Sam Rooney

Personal information
- Full name: Samuel Rooney
- Date of birth: 24 November 2008 (age 17)
- Place of birth: Tallaght, County Dublin, Ireland
- Position: Forward

Team information
- Current team: St Patrick's Athletic
- Number: 35

Youth career
- 2012–2013: Kilnamanagh
- 2013: Shamrock Rovers
- 2013–2022: St Kevin's Boys
- 2023–: St Patrick's Athletic

Senior career*
- Years: Team / Apps / (Gls)
- 2025–: St Patrick's Athletic / 7 / (0)

International career^{‡}
- 2023: Republic of Ireland U15 / 1 / (1)
- 2024: Republic of Ireland U16 / 3 / (0)
- 2024: Republic of Ireland U17 / 1 / (0)
- 2026–: Republic of Ireland U19 / 1 / (0)

= Sam Rooney =

Irish footballer (born 2008)

Samuel Rooney (born 24 November 2008) is an Irish professional footballer who plays as a forward for League of Ireland Premier Division club St Patrick's Athletic.

==Club career==
===Early career===
A native of Tallaght, County Dublin, Rooney attended school at Tallaght Community School.

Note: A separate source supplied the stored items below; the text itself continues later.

//! Conversation turn handling
//!
//! One turn: fetch recent history, trim it to the token budget, assemble the
//! prompt, run the model on a blocking worker, persist the exchange.

use std::sync::Arc;

use super::{DEFAULT_TOKEN_BUDGET, assemble_prompt, format_interaction, trim_history};
use crate::db::{Interaction, InteractionStore};
use crate::llm::{DEFAULT_MAX_NEW_TOKENS, LanguageModel};
use crate::{Error, Result};

/// Default number of past interactions fetched per turn
pub const DEFAULT_HISTORY_LIMIT: usize = 10;

/// Tunables for a conversation turn
#[derive(Debug, Clone, Copy, PartialEq, Eq)]
pub struct TurnConfig {
    /// Maximum interactions fetched from the store
    pub history_limit: usize,
    /// Token budget for the history part of the prompt
    pub token_budget: usize,
    /// New tokens requested from the model
    pub max_new_tokens: u32,
}

impl Default for TurnConfig {
    fn default() -> Self {
        Self {
            history_limit: DEFAULT_HISTORY_LIMIT,
            token_budget: DEFAULT_TOKEN_BUDGET,
            max_new_tokens: DEFAULT_MAX_NEW_TOKENS,
        }
    }
}

/// Orchestrates conversation turns against a model and an interaction store
///
/// Either dependency may be absent. Without a model every turn fails with
/// [`Error::ModelUnavailable`]; without a store turns run history-less and
/// nothing is persisted.
#[derive(Clone)]
pub struct TurnHandler {
    model: Option<Arc<dyn LanguageModel>>,
    store: Option<Arc<dyn InteractionStore>>,
    config: TurnConfig,
}

impl TurnHandler {
    /// Create a turn handler
    #[must_use]
    pub fn new(
        model: Option<Arc<dyn LanguageModel>>,
        store: Option<Arc<dyn InteractionStore>>,
        config: TurnConfig,
    ) -> Self {
        Self {
            model,
            store,
            config,
        }
    }

    /// Whether a language model is loaded
    #[must_use]
    pub const fn has_model(&self) -> bool {
        self.model.is_some()
    }

    /// The interaction store, if one is configured
    #[must_use]
    pub fn store(&self) -> Option<&Arc<dyn InteractionStore>> {
        self.store.as_ref()
    }

    /// Build the prompt for `user_input` from the user's stored history
    #[must_use]
    pub fn build_prompt(&self, user_id: &str, user_input: &str) -> String {
        let history: Vec<String> = self
            .recent_history(user_id)
            .iter()
            .map(format_interaction)
            .collect();
        let trimmed = trim_history(&history, self.config.token_budget);

        tracing::debug!(
            user_id,
            fetched = history.len(),
            kept = trimmed.len(),
            "history trimmed"
        );

        assemble_prompt(&trimmed, user_input)
    }

    /// Handle one conversation turn and return the assistant's reply
    ///
    /// # Errors
    ///
    /// Returns [`Error::ModelUnavailable`] if no model is loaded,
    /// [`Error::EmptyResponse`] if the model output is blank, or
    /// [`Error::Model`] if inference fails. Storage failures never fail a turn.
    pub async fn handle_turn(&self, user_id: &str, user_input: &str) -> Result<String> {
        tracing::info!(user_id, user_input, "turn received");

        let model = self.model.clone().ok_or(Error::ModelUnavailable)?;
        let prompt = self.build_prompt(user_id, user_input);
        let max_new_tokens = self.config.max_new_tokens;

        let raw = tokio::task::spawn_blocking(move || model.generate(&prompt, max_new_tokens))
            .await
            .map_err(|e| Error::Model(format!("inference task failed: {e}")))??;

        let reply = raw.trim();
        if reply.is_empty() {
            tracing::warn!(user_id, "model returned an empty response");
            return Err(Error::EmptyResponse);
        }

        self.persist(&Interaction::now(user_id, user_input, reply));

        tracing::info!(user_id, reply_len = reply.len(), "turn complete");
        Ok(reply.to_string())
    }

    /// Recent interactions, newest first; empty when the store is missing or failing
    fn recent_history(&self, user_id: &str) -> Vec<Interaction> {
        let Some(store) = &self.store else {
            return Vec::new();
        };

        best_effort(
            "fetch history",
            store.find_recent(user_id, self.config.history_limit),
        )
        .unwrap_or_default()
    }

    /// Store the interaction, ignoring storage failures
    fn persist(&self, interaction: &Interaction) {
        if let Some(store) = &self.store {
            best_effort("store interaction", store.insert(interaction));
        }
    }
}

/// Degraded-operation policy for the interaction store
///
/// Errors are logged and swallowed so the turn continues without history or
/// persistence. Anything other than a storage error is logged at error level.
fn best_effort<T>(operation: &'static str, result: Result<T>) -> Option<T> {
    match result {
        Ok(value) => Some(value),
        Err(e) if e.is_storage() => {
            tracing::warn!(operation, error = %e, "storage unavailable, continuing without it");
            None
        }
        Err(e) => {
            tracing::error!(operation, error = %e, "store operation failed");
            None
        }
    }
}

He had short stints playing for local clubs Kilnamanagh and Shamrock Rovers as a five year old, before joining St Kevin's Boys, where he remained until joining the academy at League of Ireland club St Patrick's Athletic in January 2023 and hit the ground running, scoring an impressive 38 goals for the club's Under-15 side on the way to winning the league with them. In 2024, Rooney was a ball boy for the first team's UEFA Conference League fixtures, in which he drew inspiration from fellow striker and teenager Mason Melia as well as club captain Joe Redmond.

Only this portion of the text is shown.